■ **About this exercise**
Each line of the data below that carries the word "WorkloadError" needs to be copied.

■ **Material provided**
******
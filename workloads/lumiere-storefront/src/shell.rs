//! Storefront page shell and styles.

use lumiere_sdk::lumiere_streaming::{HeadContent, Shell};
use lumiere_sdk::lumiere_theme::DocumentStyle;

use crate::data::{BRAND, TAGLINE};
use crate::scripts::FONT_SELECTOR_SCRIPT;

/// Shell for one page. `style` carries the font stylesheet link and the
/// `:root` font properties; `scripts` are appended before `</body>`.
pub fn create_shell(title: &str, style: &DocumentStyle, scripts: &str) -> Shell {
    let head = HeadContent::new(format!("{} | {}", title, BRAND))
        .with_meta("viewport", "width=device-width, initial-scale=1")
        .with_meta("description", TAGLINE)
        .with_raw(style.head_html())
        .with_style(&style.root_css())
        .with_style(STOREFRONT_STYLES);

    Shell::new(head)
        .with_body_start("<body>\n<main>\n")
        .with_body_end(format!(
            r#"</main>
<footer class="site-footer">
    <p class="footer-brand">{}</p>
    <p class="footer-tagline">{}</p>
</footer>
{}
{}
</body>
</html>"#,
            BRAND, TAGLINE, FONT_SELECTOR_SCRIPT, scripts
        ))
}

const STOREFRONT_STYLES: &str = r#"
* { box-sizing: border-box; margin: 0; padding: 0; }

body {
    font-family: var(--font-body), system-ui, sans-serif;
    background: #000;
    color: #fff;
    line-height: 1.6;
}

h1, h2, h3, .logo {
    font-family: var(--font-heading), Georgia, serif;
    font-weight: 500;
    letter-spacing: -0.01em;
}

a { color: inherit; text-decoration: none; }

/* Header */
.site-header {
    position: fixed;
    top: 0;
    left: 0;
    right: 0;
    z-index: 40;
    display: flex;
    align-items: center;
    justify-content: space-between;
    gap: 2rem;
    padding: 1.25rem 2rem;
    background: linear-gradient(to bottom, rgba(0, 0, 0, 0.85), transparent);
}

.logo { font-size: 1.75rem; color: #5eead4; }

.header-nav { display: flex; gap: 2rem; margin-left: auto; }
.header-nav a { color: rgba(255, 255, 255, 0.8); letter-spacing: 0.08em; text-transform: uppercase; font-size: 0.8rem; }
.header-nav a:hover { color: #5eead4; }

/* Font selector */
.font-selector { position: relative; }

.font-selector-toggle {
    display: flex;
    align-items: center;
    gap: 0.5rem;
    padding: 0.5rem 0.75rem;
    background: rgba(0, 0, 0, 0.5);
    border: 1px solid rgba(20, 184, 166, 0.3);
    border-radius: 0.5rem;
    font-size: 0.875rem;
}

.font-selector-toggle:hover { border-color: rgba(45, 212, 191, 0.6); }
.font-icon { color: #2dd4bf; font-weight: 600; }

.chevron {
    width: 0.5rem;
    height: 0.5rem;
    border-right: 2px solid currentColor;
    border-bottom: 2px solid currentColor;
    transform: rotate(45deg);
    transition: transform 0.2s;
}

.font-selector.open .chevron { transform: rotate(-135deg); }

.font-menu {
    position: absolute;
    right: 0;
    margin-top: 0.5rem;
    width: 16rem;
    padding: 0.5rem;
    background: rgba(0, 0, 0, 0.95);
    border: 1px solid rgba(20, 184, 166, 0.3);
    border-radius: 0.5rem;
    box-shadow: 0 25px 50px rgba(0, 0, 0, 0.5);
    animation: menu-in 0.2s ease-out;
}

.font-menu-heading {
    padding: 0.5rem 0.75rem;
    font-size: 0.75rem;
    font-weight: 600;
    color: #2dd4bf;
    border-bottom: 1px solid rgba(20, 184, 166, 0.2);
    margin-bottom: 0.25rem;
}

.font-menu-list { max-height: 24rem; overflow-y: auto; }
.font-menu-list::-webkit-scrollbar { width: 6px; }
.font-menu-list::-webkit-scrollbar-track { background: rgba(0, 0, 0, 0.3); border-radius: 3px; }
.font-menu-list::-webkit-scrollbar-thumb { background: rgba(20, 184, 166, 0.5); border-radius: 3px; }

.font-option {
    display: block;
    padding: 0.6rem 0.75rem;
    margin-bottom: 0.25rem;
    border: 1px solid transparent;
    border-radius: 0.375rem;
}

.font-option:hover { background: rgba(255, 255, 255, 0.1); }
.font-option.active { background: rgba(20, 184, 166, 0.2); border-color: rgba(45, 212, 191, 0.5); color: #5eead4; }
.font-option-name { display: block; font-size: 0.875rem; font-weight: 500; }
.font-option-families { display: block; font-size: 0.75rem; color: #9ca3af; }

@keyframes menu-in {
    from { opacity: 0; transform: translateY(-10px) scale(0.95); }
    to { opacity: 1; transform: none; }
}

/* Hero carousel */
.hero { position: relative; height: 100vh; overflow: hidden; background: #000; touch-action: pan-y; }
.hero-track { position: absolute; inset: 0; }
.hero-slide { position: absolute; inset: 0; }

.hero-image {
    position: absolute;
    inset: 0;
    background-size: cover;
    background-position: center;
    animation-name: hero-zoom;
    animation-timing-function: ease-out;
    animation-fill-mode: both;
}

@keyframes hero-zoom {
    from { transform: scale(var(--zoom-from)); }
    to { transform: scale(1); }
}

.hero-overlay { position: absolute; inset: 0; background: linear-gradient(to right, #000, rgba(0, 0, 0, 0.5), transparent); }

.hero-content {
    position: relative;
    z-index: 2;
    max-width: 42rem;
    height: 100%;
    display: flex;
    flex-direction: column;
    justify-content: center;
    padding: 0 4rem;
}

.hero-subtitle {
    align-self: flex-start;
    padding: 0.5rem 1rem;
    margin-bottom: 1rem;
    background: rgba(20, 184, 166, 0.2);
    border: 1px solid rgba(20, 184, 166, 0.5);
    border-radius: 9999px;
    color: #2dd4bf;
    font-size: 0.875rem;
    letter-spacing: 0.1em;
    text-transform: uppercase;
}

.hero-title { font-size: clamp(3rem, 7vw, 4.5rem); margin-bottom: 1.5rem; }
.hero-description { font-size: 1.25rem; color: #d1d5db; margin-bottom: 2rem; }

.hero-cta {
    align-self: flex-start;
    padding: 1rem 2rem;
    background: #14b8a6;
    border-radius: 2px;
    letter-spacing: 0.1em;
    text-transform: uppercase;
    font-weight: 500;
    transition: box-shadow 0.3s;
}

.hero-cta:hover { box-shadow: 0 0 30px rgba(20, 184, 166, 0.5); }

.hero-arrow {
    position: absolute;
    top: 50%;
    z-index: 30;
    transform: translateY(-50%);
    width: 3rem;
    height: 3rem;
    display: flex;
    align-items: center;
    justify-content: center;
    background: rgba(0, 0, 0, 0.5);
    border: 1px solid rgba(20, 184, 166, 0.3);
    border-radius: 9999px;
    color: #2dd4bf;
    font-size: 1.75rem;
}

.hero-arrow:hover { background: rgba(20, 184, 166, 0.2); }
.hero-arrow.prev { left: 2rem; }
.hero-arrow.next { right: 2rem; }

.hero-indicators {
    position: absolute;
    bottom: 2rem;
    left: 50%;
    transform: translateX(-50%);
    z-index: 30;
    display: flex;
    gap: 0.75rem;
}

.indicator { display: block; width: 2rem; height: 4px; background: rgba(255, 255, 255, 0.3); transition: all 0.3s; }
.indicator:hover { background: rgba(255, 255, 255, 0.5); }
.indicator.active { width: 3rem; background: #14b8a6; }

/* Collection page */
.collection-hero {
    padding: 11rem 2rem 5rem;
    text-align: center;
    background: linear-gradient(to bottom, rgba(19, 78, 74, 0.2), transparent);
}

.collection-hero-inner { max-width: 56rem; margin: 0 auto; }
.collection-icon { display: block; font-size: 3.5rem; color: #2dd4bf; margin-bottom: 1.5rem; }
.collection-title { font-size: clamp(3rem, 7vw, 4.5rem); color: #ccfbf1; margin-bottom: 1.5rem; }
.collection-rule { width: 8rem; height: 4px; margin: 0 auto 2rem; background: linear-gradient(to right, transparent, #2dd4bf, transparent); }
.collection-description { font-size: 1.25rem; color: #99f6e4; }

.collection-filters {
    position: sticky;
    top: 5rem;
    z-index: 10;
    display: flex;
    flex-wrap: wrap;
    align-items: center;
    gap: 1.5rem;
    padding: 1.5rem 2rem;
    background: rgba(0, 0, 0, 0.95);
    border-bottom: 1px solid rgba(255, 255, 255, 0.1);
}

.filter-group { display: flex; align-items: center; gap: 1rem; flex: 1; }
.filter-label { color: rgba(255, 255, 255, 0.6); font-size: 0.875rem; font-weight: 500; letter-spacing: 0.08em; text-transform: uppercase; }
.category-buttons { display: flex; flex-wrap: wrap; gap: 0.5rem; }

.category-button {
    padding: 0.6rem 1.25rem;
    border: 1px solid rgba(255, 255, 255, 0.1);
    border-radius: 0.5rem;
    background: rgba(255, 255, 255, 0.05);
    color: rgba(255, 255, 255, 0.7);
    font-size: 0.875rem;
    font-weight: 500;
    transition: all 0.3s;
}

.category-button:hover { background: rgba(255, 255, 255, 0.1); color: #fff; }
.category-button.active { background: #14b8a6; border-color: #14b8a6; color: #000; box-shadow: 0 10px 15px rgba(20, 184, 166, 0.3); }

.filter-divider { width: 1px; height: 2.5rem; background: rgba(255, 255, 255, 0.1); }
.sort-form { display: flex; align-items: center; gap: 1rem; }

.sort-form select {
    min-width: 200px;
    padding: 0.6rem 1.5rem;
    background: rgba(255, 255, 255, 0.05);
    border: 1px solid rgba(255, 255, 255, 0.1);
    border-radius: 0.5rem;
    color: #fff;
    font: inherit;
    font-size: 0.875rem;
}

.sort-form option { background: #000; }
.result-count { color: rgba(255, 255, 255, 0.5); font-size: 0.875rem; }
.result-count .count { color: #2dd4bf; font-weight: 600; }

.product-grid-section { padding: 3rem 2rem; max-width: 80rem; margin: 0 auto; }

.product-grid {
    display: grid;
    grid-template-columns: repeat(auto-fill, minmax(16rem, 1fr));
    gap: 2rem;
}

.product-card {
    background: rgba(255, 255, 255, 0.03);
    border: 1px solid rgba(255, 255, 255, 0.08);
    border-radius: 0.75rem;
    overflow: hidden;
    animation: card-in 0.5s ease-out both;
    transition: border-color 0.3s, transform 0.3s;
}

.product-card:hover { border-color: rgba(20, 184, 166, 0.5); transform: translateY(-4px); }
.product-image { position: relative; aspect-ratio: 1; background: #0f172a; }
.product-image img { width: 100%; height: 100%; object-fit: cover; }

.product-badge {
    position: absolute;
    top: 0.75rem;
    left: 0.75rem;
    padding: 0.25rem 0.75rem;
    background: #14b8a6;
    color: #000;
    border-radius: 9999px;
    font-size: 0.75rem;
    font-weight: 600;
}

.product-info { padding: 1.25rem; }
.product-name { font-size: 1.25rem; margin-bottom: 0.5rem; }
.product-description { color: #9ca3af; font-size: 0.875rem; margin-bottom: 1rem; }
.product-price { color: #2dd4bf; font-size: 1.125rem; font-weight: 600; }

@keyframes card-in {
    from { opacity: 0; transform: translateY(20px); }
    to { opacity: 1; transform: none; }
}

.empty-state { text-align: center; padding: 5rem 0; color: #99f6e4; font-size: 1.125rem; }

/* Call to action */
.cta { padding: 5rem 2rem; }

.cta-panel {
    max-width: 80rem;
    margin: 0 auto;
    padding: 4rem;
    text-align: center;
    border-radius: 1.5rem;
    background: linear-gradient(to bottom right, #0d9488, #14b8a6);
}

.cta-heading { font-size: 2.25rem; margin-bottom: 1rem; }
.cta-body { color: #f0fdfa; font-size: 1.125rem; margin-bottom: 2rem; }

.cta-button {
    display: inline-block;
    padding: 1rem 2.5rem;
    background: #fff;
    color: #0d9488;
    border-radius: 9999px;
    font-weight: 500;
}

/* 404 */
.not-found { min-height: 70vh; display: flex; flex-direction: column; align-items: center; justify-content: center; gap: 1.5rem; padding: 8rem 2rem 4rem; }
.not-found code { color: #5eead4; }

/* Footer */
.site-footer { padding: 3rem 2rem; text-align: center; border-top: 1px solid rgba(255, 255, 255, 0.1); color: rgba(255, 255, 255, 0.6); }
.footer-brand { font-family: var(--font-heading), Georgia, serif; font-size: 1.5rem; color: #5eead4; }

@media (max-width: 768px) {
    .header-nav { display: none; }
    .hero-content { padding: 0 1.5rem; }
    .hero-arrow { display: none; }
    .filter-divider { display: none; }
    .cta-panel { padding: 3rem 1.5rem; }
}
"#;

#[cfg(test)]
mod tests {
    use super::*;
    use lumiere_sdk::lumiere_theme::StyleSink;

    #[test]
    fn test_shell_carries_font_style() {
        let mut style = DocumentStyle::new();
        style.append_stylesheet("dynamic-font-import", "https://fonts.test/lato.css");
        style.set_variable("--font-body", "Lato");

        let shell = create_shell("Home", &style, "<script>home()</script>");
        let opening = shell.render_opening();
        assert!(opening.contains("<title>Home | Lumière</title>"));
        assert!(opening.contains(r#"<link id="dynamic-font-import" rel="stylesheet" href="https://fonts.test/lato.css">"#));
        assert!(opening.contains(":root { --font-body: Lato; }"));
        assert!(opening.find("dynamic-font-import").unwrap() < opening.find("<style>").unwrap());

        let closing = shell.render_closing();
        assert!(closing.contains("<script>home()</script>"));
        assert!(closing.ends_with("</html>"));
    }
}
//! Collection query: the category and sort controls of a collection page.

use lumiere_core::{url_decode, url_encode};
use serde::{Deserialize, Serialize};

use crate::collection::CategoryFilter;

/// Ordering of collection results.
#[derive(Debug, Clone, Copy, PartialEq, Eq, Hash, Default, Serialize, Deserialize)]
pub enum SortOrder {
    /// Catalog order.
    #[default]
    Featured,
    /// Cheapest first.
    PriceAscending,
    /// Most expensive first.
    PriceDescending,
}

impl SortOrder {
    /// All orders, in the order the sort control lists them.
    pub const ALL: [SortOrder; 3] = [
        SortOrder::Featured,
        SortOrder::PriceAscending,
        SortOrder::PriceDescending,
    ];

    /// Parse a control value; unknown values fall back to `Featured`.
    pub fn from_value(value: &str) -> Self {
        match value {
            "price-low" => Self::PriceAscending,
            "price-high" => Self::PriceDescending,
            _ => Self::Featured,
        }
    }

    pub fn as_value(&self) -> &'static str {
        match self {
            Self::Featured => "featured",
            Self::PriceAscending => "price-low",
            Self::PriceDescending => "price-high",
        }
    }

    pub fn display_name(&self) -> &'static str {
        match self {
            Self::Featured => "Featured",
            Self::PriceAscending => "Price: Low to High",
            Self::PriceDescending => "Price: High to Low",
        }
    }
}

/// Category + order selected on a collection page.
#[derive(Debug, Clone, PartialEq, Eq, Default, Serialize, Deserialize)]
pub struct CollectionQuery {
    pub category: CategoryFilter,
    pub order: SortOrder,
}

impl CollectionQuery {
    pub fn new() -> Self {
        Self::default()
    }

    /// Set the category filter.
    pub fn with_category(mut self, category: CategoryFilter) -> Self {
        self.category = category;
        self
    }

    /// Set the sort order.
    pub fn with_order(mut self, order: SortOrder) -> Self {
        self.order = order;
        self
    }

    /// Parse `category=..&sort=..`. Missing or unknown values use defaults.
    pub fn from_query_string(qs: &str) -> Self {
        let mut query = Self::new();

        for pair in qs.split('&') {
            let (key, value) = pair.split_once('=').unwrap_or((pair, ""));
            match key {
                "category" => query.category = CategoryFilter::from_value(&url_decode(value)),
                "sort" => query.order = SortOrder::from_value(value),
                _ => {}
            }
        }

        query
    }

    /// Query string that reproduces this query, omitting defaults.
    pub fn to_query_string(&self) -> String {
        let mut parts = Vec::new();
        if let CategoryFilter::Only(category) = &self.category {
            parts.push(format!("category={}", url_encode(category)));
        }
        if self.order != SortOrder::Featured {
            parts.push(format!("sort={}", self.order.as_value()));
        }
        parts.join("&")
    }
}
******
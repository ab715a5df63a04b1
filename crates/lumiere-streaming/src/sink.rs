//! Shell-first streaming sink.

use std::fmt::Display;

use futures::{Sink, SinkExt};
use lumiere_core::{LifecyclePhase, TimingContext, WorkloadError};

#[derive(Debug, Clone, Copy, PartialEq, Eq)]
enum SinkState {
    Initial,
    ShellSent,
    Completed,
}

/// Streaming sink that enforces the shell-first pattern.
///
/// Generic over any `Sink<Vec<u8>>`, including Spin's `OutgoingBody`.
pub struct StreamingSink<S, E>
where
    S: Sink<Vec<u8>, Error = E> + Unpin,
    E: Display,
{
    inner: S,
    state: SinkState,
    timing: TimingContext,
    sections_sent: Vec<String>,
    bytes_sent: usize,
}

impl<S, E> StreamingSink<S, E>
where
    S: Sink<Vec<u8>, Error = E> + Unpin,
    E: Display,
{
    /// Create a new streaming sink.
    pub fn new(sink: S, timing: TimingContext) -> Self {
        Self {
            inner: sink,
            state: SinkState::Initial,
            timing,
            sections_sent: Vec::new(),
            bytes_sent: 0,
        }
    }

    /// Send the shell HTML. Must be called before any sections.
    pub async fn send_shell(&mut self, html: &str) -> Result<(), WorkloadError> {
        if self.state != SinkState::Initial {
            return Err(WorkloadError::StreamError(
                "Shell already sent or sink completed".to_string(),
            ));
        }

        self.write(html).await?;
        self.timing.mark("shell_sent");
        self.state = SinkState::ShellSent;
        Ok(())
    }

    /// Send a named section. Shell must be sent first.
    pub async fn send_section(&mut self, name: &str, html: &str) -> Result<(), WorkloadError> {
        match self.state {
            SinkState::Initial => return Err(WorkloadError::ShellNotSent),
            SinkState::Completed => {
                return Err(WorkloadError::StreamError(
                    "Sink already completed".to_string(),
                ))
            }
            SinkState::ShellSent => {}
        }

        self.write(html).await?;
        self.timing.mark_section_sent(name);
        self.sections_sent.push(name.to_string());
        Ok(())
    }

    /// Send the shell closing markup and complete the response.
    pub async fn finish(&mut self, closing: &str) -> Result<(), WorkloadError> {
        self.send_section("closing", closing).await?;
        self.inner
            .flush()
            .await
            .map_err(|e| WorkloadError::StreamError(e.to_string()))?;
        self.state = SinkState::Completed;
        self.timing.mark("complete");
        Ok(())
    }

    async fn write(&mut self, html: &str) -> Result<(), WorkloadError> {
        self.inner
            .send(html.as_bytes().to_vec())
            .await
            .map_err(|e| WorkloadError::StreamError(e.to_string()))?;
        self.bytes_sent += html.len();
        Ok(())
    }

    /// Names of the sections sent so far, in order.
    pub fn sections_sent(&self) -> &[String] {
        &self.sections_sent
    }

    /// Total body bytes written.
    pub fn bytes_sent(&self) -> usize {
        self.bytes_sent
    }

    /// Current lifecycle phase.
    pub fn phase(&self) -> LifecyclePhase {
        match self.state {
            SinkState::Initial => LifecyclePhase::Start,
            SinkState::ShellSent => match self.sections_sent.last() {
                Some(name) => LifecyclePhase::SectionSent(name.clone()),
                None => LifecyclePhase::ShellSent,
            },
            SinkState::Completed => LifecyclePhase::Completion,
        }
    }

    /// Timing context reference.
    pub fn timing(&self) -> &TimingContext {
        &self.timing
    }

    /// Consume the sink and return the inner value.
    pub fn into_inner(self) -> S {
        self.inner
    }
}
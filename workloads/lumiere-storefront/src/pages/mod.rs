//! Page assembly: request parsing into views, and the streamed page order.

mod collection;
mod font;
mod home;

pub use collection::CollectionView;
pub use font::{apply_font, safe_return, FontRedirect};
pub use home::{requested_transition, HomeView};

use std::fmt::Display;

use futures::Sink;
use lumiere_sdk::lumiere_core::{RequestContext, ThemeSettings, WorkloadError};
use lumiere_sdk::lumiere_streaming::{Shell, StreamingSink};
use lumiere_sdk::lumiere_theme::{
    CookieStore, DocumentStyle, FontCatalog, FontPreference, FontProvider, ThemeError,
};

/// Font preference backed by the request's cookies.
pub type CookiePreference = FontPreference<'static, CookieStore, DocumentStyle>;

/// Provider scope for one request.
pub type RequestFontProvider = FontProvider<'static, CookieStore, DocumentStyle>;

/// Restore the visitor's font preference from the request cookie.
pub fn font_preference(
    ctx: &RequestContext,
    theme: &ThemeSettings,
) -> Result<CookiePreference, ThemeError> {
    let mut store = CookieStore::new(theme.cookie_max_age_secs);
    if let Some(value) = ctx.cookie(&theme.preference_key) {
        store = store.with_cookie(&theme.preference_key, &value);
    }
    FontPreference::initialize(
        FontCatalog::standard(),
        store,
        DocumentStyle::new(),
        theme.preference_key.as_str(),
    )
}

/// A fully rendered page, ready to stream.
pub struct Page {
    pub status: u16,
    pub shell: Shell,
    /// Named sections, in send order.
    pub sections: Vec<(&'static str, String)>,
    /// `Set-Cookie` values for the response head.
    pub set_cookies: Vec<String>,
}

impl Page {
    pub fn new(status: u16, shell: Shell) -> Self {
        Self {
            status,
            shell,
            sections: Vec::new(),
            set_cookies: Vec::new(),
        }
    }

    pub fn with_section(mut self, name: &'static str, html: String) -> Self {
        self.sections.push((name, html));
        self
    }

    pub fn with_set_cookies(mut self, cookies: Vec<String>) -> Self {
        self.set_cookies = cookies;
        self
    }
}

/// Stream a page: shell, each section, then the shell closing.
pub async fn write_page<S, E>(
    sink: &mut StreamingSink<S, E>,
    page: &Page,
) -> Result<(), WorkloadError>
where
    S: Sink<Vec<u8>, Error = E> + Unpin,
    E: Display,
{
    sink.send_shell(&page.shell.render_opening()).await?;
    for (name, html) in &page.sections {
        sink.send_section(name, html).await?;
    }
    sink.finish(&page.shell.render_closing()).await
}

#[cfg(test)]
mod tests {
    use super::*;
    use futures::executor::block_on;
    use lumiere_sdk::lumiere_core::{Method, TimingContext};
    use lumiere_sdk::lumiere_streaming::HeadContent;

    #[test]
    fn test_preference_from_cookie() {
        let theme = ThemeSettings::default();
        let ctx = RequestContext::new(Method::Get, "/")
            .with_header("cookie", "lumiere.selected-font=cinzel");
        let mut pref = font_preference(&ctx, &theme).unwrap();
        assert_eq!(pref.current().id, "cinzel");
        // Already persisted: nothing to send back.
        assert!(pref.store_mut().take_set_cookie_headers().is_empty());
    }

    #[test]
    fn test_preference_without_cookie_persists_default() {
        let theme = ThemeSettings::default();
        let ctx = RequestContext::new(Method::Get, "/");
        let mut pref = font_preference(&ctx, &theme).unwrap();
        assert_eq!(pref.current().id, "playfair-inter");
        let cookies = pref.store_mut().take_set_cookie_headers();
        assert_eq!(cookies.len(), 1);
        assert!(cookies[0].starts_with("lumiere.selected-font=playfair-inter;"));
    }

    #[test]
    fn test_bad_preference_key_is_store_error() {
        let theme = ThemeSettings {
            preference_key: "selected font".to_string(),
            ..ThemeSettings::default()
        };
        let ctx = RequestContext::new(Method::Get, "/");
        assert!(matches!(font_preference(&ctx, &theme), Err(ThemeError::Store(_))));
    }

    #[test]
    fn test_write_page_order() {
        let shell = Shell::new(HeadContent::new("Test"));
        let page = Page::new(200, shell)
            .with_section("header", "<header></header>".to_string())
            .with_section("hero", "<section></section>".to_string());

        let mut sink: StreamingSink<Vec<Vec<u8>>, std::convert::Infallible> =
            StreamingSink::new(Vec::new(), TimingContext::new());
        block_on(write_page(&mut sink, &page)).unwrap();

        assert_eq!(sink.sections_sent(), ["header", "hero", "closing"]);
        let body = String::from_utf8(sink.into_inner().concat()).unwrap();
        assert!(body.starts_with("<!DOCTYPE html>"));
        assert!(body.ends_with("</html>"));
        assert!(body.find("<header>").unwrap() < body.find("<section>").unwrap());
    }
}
******
■ **Response area**
use lumiere_core::{LifecyclePhase, TimingContext, WorkloadError};
    pub async fn send_shell(&mut self, html: &str) -> Result<(), WorkloadError> {
            return Err(WorkloadError::StreamError(
    pub async fn send_section(&mut self, name: &str, html: &str) -> Result<(), WorkloadError> {
            SinkState::Initial => return Err(WorkloadError::ShellNotSent),
                return Err(WorkloadError::StreamError(
    pub async fn finish(&mut self, closing: &str) -> Result<(), WorkloadError> {
            .map_err(|e| WorkloadError::StreamError(e.to_string()))?;
    async fn write(&mut self, html: &str) -> Result<(), WorkloadError> {
            .map_err(|e| WorkloadError::StreamError(e.to_string()))?;
use lumiere_sdk::lumiere_core::{RequestContext, ThemeSettings, WorkloadError};
) -> Result<(), WorkloadError>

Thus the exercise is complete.